Lounsbury testified that he had been assigned to C.'s case in June of 2012, and had, at that time, begun attempts to locate Tanya R. His initial efforts were unsuccessful: Tanya R.'s contact information was unknown and although a search of court records yielded a last-known address for her, "she was found not to be residing there." On October 31, 2012, upon receiving Tanya R.'s contact information from Ms. P., Lounsbury called Tanya R.'s cell phone and left her a voicemail. The next week he sent a letter to Tanya R.'s address, introducing himself and asking her to contact him so they could discuss visitation and possible reunification with C. Neither the voicemail nor the letter elicited any response from Tanya R.

In fact, Lounsbury was unable to contact Tanya R. for several months, until he was finally able to reach her by telephone on January 18, 2013. The two met a week later. At that meeting, Lounsbury discussed with Tanya R. the services the Department could offer her to assist in her reunification with C.

To that end, on January 29, 2013, Tanya R. signed the first of two service agreements with the Department and, a week later, signed a second service agreement on February 6, 2013. But then, in December of 2013, after failing to return Lounsbury's telephone calls, Tanya R. refused to sign a third service agreement offered to her by the Department. Each of the agreements that Tanya R. signed provided that she would obtain "stable and appropriate housing," attend and complete a parenting class or provide documentation from a previously completed parenting class, maintain regular contact with the Department, attend and complete a substance abuse treatment program, and visit C. "on a regular basis to develop an appropriate bond."

Although the third service agreement, which Tanya R. refused to sign, is not in the record before us, we presume that it contained essentially the same provisions.

Lounsbury then gave testimony as to whether Tanya R. had complied with the terms of these two service agreements. With regard to housing, he said he had conducted, in February of 2013, a "Home Health Report" on Tanya R.'s residence and found that she was renting a basement bedroom in a row home, with a shared kitchen. Although the bedroom itself was finished, the basement was not. Consequently, Lounsbury informed Tanya R. that this living arrangement was not suitable for C. Ten months later, he found out that Tanya R. had moved to a three-bedroom apartment that she shared with her boyfriend.

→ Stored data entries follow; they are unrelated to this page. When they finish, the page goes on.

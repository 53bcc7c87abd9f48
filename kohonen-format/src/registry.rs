//! A static registry which resolves strategies by their persisted names.
//!
//! Each strategy family has its own table populated once on first use. Names are matched
//! ignoring case, parameters are passed as a whitespace separated string, e.g. `"0.8 0.1"`.
//! Compound neighborhood widths are not registered here: they are assembled from stage
//! definitions, see [`WidthDefinition`](crate::common::WidthDefinition).

#[cfg(test)]
#[path = "../tests/unit/registry_test.rs"]
mod registry_test;

use kohonen::algorithms::som::*;
use kohonen::utils::{DefaultRandom, Float, SomError, SomResult, parse_parameters};
use lazy_static::lazy_static;
use rustc_hash::FxHashMap;
use std::sync::Arc;

type Factory<T> = fn(&str) -> SomResult<Box<T>>;

struct Registry<T: ?Sized> {
    kind: &'static str,
    factories: FxHashMap<String, Factory<T>>,
}

impl<T: ?Sized> Registry<T> {
    fn new(kind: &'static str) -> Self {
        Self { kind, factories: FxHashMap::default() }
    }

    fn with(mut self, name: &str, factory: Factory<T>) -> Self {
        self.factories.insert(name.to_lowercase(), factory);
        self
    }

    fn create(&self, name: &str, parameters: &str) -> SomResult<Box<T>> {
        let factory = self
            .factories
            .get(&name.trim().to_lowercase())
            .ok_or_else(|| SomError::Configuration(format!("unknown {}: '{}'", self.kind, name.trim())))?;

        factory(parameters).map_err(|err| match err {
            SomError::Configuration(msg) => SomError::Configuration(format!("{} '{}': {msg}", self.kind, name.trim())),
            other => other,
        })
    }
}

lazy_static! {
    static ref DISTANCE_METRICS: Registry<dyn DistanceMetric> =
        Registry::<dyn DistanceMetric>::new("distance metric")
            .with("EuclideanDistanceMetric", |parameters| {
                no_parameters(parameters)?;
                Ok(Box::new(EuclideanDistance))
            })
            .with("ManhattanDistanceMetric", |parameters| {
                no_parameters(parameters)?;
                Ok(Box::new(ManhattanDistance))
            })
            .with("ChebyshevDistanceMetric", |parameters| {
                no_parameters(parameters)?;
                Ok(Box::new(ChebyshevDistance))
            });

    static ref LEARNING_RATES: Registry<dyn LearningRateFunction> =
        Registry::<dyn LearningRateFunction>::new("learning rate function")
            .with("ConstantLearningRateFunction", |parameters| {
                let [rate] = parse_array(parameters)?;
                Ok(Box::new(ConstantLearningRate::new(rate)))
            })
            .with("HyperbolicLearningRateFunction", |parameters| {
                let [initial, last] = parse_array(parameters)?;
                Ok(Box::new(HyperbolicLearningRate::new(initial, last)))
            })
            .with("ExponentialDecayLearningRateFunction", |parameters| {
                let [initial] = parse_array(parameters)?;
                Ok(Box::new(ExponentialDecayLearningRate::new(initial)))
            });

    static ref NEIGHBORHOOD_WIDTHS: Registry<dyn NeighborhoodWidthFunction> =
        Registry::<dyn NeighborhoodWidthFunction>::new("neighborhood width function")
            .with("ConstantNeighborhoodWidthFunction", |parameters| {
                let [width] = parse_array(parameters)?;
                Ok(Box::new(ConstantNeighborhoodWidth::new(width)))
            })
            .with("LinearDecayNeighborhoodWidthFunction", |parameters| {
                let [initial] = parse_array(parameters)?;
                Ok(Box::new(LinearDecayNeighborhoodWidth::new(initial)))
            })
            .with("CutoffLinearDecayNeighborhoodWidthFunction", |parameters| {
                let [initial, fraction] = parse_array(parameters)?;
                Ok(Box::new(CutoffLinearDecayNeighborhoodWidth::new(initial, fraction)))
            })
            .with("HyperbolicNeighborhoodWidthFunction", |parameters| {
                let [initial, last] = parse_array(parameters)?;
                Ok(Box::new(HyperbolicNeighborhoodWidth::new(initial, last)))
            })
            .with("ExponentialDecayNeighborhoodWidth", |parameters| {
                let [initial] = parse_array(parameters)?;
                Ok(Box::new(ExponentialDecayNeighborhoodWidth::new(initial)))
            })
            .with("GaussianNeighborhoodWidthFunction", |parameters| {
                let [deviation] = parse_array(parameters)?;
                Ok(Box::new(GaussianNeighborhoodWidth::new(deviation)))
            })
            .with("MexicanHatNeighborhoodWidthFunction", |parameters| {
                let [deviation] = parse_array(parameters)?;
                Ok(Box::new(MexicanHatNeighborhoodWidth::new(deviation)))
            });

    static ref NEIGHBORHOOD_MEMBERSHIPS: Registry<dyn NeighborhoodMembershipFunction> =
        Registry::<dyn NeighborhoodMembershipFunction>::new("neighborhood membership function")
            .with("ConstantNeighborhoodMembershipFunction", |parameters| {
                // NOTE value is optional and defaults to full membership
                if parameters.trim().is_empty() {
                    return Ok(Box::new(ConstantMembership::default()));
                }

                let [value] = parse_array(parameters)?;
                Ok(Box::new(ConstantMembership::new(value)))
            })
            .with("LinearNeighborhoodMembershipFunction", |parameters| {
                no_parameters(parameters)?;
                Ok(Box::new(LinearMembership))
            })
            .with("GeometricNeighborhoodMembershipFunction", |parameters| {
                let [order] = parse_array(parameters)?;
                Ok(Box::new(GeometricMembership::new(order)))
            })
            .with("ExponentialNeighborhoodMembershipFunction", |parameters| {
                no_parameters(parameters)?;
                Ok(Box::new(ExponentialMembership))
            })
            .with("RandomNeighborhoodMembershipFunction", |parameters| {
                no_parameters(parameters)?;
                Ok(Box::new(RandomMembership::new(Arc::new(DefaultRandom::default()))))
            });

    static ref GRID_TOPOLOGIES: Registry<dyn GridTopology> =
        Registry::<dyn GridTopology>::new("grid type")
            .with("SquareGrid", |parameters| {
                no_parameters(parameters)?;
                Ok(Box::new(SquareGrid::default()))
            })
            .with("VonNeumann", |parameters| {
                no_parameters(parameters)?;
                Ok(Box::new(VonNeumannGrid::default()))
            })
            .with("Moore", |parameters| {
                no_parameters(parameters)?;
                Ok(Box::new(MooreGrid::default()))
            })
            .with("ToroidalEuclideanSquare", |parameters| {
                no_parameters(parameters)?;
                Ok(Box::new(ToroidalSquareGrid::default()))
            })
            .with("SkewHexagonalGrid", |parameters| {
                no_parameters(parameters)?;
                Ok(Box::new(SkewHexagonalGrid::default()))
            })
            .with("OffsetHexagonalGrid", |parameters| {
                no_parameters(parameters)?;
                Ok(Box::new(OffsetHexagonalGrid::default()))
            })
            .with("WeightSpace", |parameters| {
                no_parameters(parameters)?;
                Ok(Box::new(WeightSpaceTopology::default()))
            });
}

/// Creates a distance metric by its name.
pub fn create_distance_metric(name: &str, parameters: &str) -> SomResult<Box<dyn DistanceMetric>> {
    DISTANCE_METRICS.create(name, parameters)
}

/// Creates a learning rate function by its name and parameters.
pub fn create_learning_rate(name: &str, parameters: &str) -> SomResult<Box<dyn LearningRateFunction>> {
    LEARNING_RATES.create(name, parameters)
}

/// Creates a (non compound) neighborhood width function by its name and parameters.
pub fn create_neighborhood_width(name: &str, parameters: &str) -> SomResult<Box<dyn NeighborhoodWidthFunction>> {
    NEIGHBORHOOD_WIDTHS.create(name, parameters)
}

/// Creates a neighborhood membership function by its name and parameters.
pub fn create_neighborhood_membership(
    name: &str,
    parameters: &str,
) -> SomResult<Box<dyn NeighborhoodMembershipFunction>> {
    NEIGHBORHOOD_MEMBERSHIPS.create(name, parameters)
}

/// Creates a grid topology by its name. The topology still has to be configured with grid dimension.
pub fn create_grid_topology(name: &str, parameters: &str) -> SomResult<Box<dyn GridTopology>> {
    GRID_TOPOLOGIES.create(name, parameters)
}

fn no_parameters(parameters: &str) -> SomResult<()> {
    parse_parameters(parameters, 0).map(|_| ())
}

fn parse_array<const N: usize>(parameters: &str) -> SomResult<[Float; N]> {
    let values = parse_parameters(parameters, N)?;

    values.try_into().map_err(|_| SomError::Configuration(format!("expected {N} parameter(s)")))
}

With respect to the parenting class required by the service agreements, Lounsbury testified that Tanya R. had informed him that she had previously completed such a class while she was incarcerated. But Lounsbury never received "documentation" confirming that Tanya R. had completed that parenting class, either from her or from the prison. He therefore informed her that, in the absence of that documentation, she would have to complete a new parenting class, and, accordingly, referred her to an appropriate program. Tanya R., however, neither contacted that program nor completed a class.

Lounsbury further testified that Tanya R. had also failed to "maintain regular contact" with the Department as instructed in the service agreements and described her contact with him as "sporadic," relating how "it grew more difficult to get ahold of her and speak to her" as time went on. Indeed, Lounsbury could not recall ever receiving any telephone calls from Tanya R. about C., and all contact between Tanya R. and the Department was initiated by Lounsbury, either by letter or by voicemail. In 2014, Tanya R. and Lounsbury had only spoken five or six times: two or three times by telephone and three times when they met at court hearings.

Lounsbury stated, moreover, that in his discussions with Tanya R. about her compliance with the service agreements, he placed "[m]aximum stress" on her compliance with a substance abuse treatment program. At the time she entered into the first service agreement, Tanya R. signed a "consent form" that allowed Lounsbury access to her records and progress at her treatment program. Updates in 2013 that Lounsbury received containing the results of weekly drug testing indicated that, throughout 2013, Tanya R. tested positive for cocaine each week and occasionally she tested positive for "pills" and heroin. When Lounsbury and Tanya R. discussed the test results, Tanya R. admitted to using drugs and said she was "struggling" with her drug use but claimed she was still attending treatment regularly.

In late 2013 or early 2014, Tanya R. changed substance abuse treatment programs. But she did not tell Lounsbury about this change. Instead, Lounsbury learned that Tanya R. had switched programs after "calling her previous treatment [center]" and being told "by her previous counselor that she was no longer there." Tanya R. did not discuss her progress at this new program with Lounsbury, and she refused to sign a new consent form that would allow her new treatment program to share her records and progress with the Department. Thus, apart from her assurances, Lounsbury had no independent knowledge of whether she was "compliant with treatment." In fact, by the time of the hearing, Lounsbury had never received documentation from either of Tanya R.'s treatment programs indicating that she was no longer struggling with her drug use.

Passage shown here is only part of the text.